05 October 2005

Impearls on Entrepreneurism and Its Enemies

Impearls is back to blogging more regularly in his trademark long and thoughtful essays with footnotes. His latest post bemoans the derision of all corporate entrepreneurism by too many on the political left.
It's been obvious and has disturbed me for some time the way in which supposed “liberals” demonize private enterprise and those institutional vehicles which comprise it — companies and corporations — as the veritable Princes of Darkness.
The whole essay is worth reading, but I'll cite just a couple of his supporting quotes.

Andrew Sullivan:
Thank God for the evil pharmaceutical companies. One day, when the history of this period is written, I have a feeling we will look back with astonishment as we recognize that advances in medical science, particularly pharmaceuticals, were arguably one of the most significant developments of this era. And yet the people who pioneered these breakthroughs were … demonized and attacked. Baffling and bizarre. I'm merely grateful the attacks haven't stopped the research progress. They've merely slowed it.
Alexis de Tocqueville in Democracy in America:
On the left bank of the Ohio work is connected with the idea of slavery, but on the right with well-being and progress; on the one side it is degrading, but on the other honorable; on the left bank no white laborers are to be found, for they would be afraid of being like the slaves; for work people must rely on the Negroes; but one will never see a man of leisure on the right bank: the white man's intelligent activity is used for work of every sort. […]

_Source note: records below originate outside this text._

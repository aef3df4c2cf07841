//! Snapshot command implementation.

use crate::output::{format_json, yes_no};
use clap::Subcommand;
use mirrordna_sdk::read_document;
use mirrordna_snapshot::{
    capture_snapshot, compare_snapshots, into_state_map, SnapshotFormat, SnapshotSections,
    SnapshotStore, StateMap, SNAPSHOT_VERSION,
};
use std::path::{Path, PathBuf};

#[derive(Subcommand)]
pub enum SnapshotCommand {
    /// Capture a snapshot from JSON/YAML section files
    Capture {
        /// Snapshot identifier
        #[arg(long)]
        id: String,
        /// Identity state file
        #[arg(long)]
        identity: PathBuf,
        /// Continuity state file
        #[arg(long)]
        continuity: PathBuf,
        /// Vault state file
        #[arg(long)]
        vault: Option<PathBuf>,
        /// Timeline summary file
        #[arg(long)]
        timeline: Option<PathBuf>,
        /// Metadata file
        #[arg(long)]
        metadata: Option<PathBuf>,
        /// Snapshot format version
        #[arg(long, default_value = SNAPSHOT_VERSION)]
        version: String,
        /// Output path
        #[arg(long)]
        out: PathBuf,
        /// Output format (default: from the output extension)
        #[arg(long)]
        format: Option<SnapshotFormat>,
    },
    /// Load, verify and print a snapshot
    Show {
        /// Snapshot file
        path: PathBuf,
    },
    /// Compare two snapshots
    Diff {
        /// Earlier snapshot
        from: PathBuf,
        /// Later snapshot
        to: PathBuf,
        /// Output as JSON
        #[arg(long)]
        json: bool,
    },
}

pub fn run(command: SnapshotCommand) -> Result<(), Box<dyn std::error::Error>> {
    let store = SnapshotStore::new();
    match command {
        SnapshotCommand::Capture {
            id,
            identity,
            continuity,
            vault,
            timeline,
            metadata,
            version,
            out,
            format,
        } => {
            let mut sections = SnapshotSections::new(
                read_section(&identity, "identity_state")?,
                read_section(&continuity, "continuity_state")?,
            )
            .with_version(version);
            if let Some(path) = vault {
                sections = sections.with_vault_state(read_section(&path, "vault_state")?);
            }
            if let Some(path) = timeline {
                sections = sections.with_timeline_summary(read_section(&path, "timeline_summary")?);
            }
            if let Some(path) = metadata {
                sections = sections.with_metadata(read_section(&path, "metadata")?);
            }

            let snapshot = capture_snapshot(id, sections)?;
            store.save(&snapshot, &out, format)?;
            println!("Snapshot: {}", snapshot.snapshot_id);
            println!("Checksum: {}", snapshot.checksum);
            println!("Saved:    {}", out.display());
        }
        SnapshotCommand::Show { path } => {
            let loaded = store.load_detailed(&path, None)?;
            for name in loaded.unknown_fields.keys() {
                tracing::warn!(path = %path.display(), field = %name, "ignored unknown snapshot field");
            }
            println!("{}", format_json(&loaded.snapshot));
        }
        SnapshotCommand::Diff { from, to, json } => {
            let diff = compare_snapshots(&store.load(&from)?, &store.load(&to)?);
            if json {
                println!("{}", format_json(&diff));
            } else {
                println!("Checksum changed: {}", yes_no(diff.checksum_changed));
                println!("From:             {}", diff.from_timestamp);
                println!("To:               {}", diff.to_timestamp);
                if let Some(seconds) = diff.elapsed_seconds {
                    println!("Elapsed:          {}s", seconds);
                }
                if diff.changed_sections.is_empty() {
                    println!("Changed sections: none");
                } else {
                    let names: Vec<&str> = diff.changed_sections.iter().map(|s| s.as_str()).collect();
                    println!("Changed sections: {}", names.join(", "));
                }
            }
        }
    }
    Ok(())
}

fn read_section(path: &Path, section: &'static str) -> Result<StateMap, Box<dyn std::error::Error>> {
    Ok(into_state_map(read_document(path)?, section)?)
}
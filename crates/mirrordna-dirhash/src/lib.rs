//! Directory state hashing for MirrorDNA vaults.
//!
//! A directory's state hash is the SHA-256 digest of a text block listing every
//! included file as `relative/path:content_digest`, one per line, sorted by path.
//! The result is independent of traversal order, file creation order and the
//! host's path separator. Ignored names never influence it: ignored directories
//! are pruned before they are visited.
//!
//! ```rust,no_run
//! use mirrordna_dirhash::{hash_directory, IgnoreSet};
//!
//! let digest = hash_directory("./vault", &IgnoreSet::default())?;
//! println!("vault state: {}", digest);
//! # Ok::<(), Box<dyn std::error::Error>>(())
//! ```

#![deny(missing_docs)]

/// Error types for directory hashing.
pub mod errors;
/// Aggregate hashing over walked files.
pub mod hasher;
/// Ignore patterns.
pub mod ignore;
/// Relative path normalization.
pub mod path;
/// Pruning directory walker.
pub mod walker;

pub use errors::DirHashError;
pub use hasher::{aggregate_digest, hash_directory, DirectoryHash, DirectoryHasher};
pub use ignore::{IgnorePattern, IgnoreSet, DEFAULT_IGNORE_PATTERNS};
pub use walker::{FileEntry, SkippedFile, WalkOutcome, Walker, WalkerConfig};
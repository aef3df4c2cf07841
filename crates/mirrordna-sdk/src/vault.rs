use crate::document::read_document;
use crate::errors::SdkError;
use serde::{Deserialize, Serialize};
use serde_json::{Map, Value};
use std::path::Path;

/// Fields every vault configuration must carry.
pub const REQUIRED_VAULT_FIELDS: &[&str] = &["vault_id", "name", "path", "created_at"];

/// A vault configuration file.
#[derive(Debug, Clone, PartialEq, Serialize, Deserialize)]
pub struct VaultConfig {
    /// Vault identifier.
    pub vault_id: String,
    /// Human-readable name.
    pub name: String,
    /// Directory holding the vault's files.
    pub path: String,
    /// Creation time as written in the file.
    pub created_at: String,
    /// Any other fields, kept as-is.
    #[serde(flatten)]
    pub extra: Map<String, Value>,
}

/// Loads a JSON or YAML vault configuration and checks its required fields.
pub fn load_vault_config(path: impl AsRef<Path>) -> Result<VaultConfig, SdkError> {
    let path = path.as_ref();
    let value = read_document(path)?;
    let Value::Object(fields) = value else {
        return Err(SdkError::Parse {
            path: path.to_path_buf(),
            message: "vault config must be a mapping".to_string(),
        });
    };

    let missing: Vec<String> = REQUIRED_VAULT_FIELDS
        .iter()
        .filter(|field| !fields.contains_key(**field))
        .map(|field| field.to_string())
        .collect();
    if !missing.is_empty() {
        return Err(SdkError::MissingFields {
            path: path.to_path_buf(),
            fields: missing,
        });
    }

    let config: VaultConfig =
        serde_json::from_value(Value::Object(fields)).map_err(|e| SdkError::Parse {
            path: path.to_path_buf(),
            message: e.to_string(),
        })?;
    tracing::debug!(path = %path.display(), vault_id = %config.vault_id, "loaded vault config");
    Ok(config)
}

#[cfg(test)]
mod tests {
    use super::*;
    use std::fs;
    use tempfile::TempDir;

    #[test]
    fn test_load_yaml_vault() {
        let temp_dir = TempDir::new().unwrap();
        let path = temp_dir.path().join("vault.yaml");
        fs::write(
            &path,
            "vault_id: vault_001\nname: Test Vault\npath: /tmp/vault\ncreated_at: \"2025-01-01T00:00:00Z\"\nowner: alice\n",
        )
        .unwrap();

        let config = load_vault_config(&path).unwrap();
        assert_eq!(config.vault_id, "vault_001");
        assert_eq!(config.name, "Test Vault");
        assert_eq!(config.extra["owner"], "alice");
    }

    #[test]
    fn test_missing_fields_listed_in_order() {
        let temp_dir = TempDir::new().unwrap();
        let path = temp_dir.path().join("vault.json");
        fs::write(&path, r#"{"vault_id": "v", "path": "/tmp"}"#).unwrap();

        match load_vault_config(&path) {
            Err(SdkError::MissingFields { fields, .. }) => {
                assert_eq!(fields, vec!["name".to_string(), "created_at".to_string()]);
            }
            other => panic!("expected missing fields, got {other:?}"),
        }
    }

    #[test]
    fn test_non_mapping_and_missing_file() {
        let temp_dir = TempDir::new().unwrap();
        let path = temp_dir.path().join("vault.json");
        fs::write(&path, "[1, 2]").unwrap();
        assert!(matches!(load_vault_config(&path), Err(SdkError::Parse { .. })));
        assert!(matches!(
            load_vault_config(temp_dir.path().join("none.json")),
            Err(SdkError::NotFound(_))
        ));
    }
}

The white man on the right bank, forced to live by his own endeavors, has made material well-being the main object of his existence; as he lives in a country offering inexhaustible resources to his industry and continual inducements to activity, his eagerness to possess things goes beyond the ordinary limits of human cupidity; tormented by a longing for wealth, he boldly follows every path to fortune that is open to him; he is equally prepared to turn into a sailor, pioneer, artisan, or cultivator, facing the labors or dangers of these various ways of life with even constancy; there is something wonderful in his resourcefulness and a sort of heroism in his greed for gain. [emphasis added –Imp.]
Virginia Postrel notes related ironies in a recent article in Forbes on Criminalizing Science.
U.S. scientists and their supporters tend to assume biomedical research is threatened by know-nothings on religious crusades. But as the Canadian law illustrates, the long-term threat to genetic research comes less from the religious right than from the secular left. Canada's law forbids all sorts of genetic manipulations, many of them currently theoretical. It's a crime, for instance, to alter inheritable genes.
Where do these truly evangelical beliefs of the secular left come from? Medieval agrarian repulsion at urban corruption (like the Moravian Brethren)? High-born disdain for the commoners who produced the surplus wealth that funded noble endeavors? A combination of both?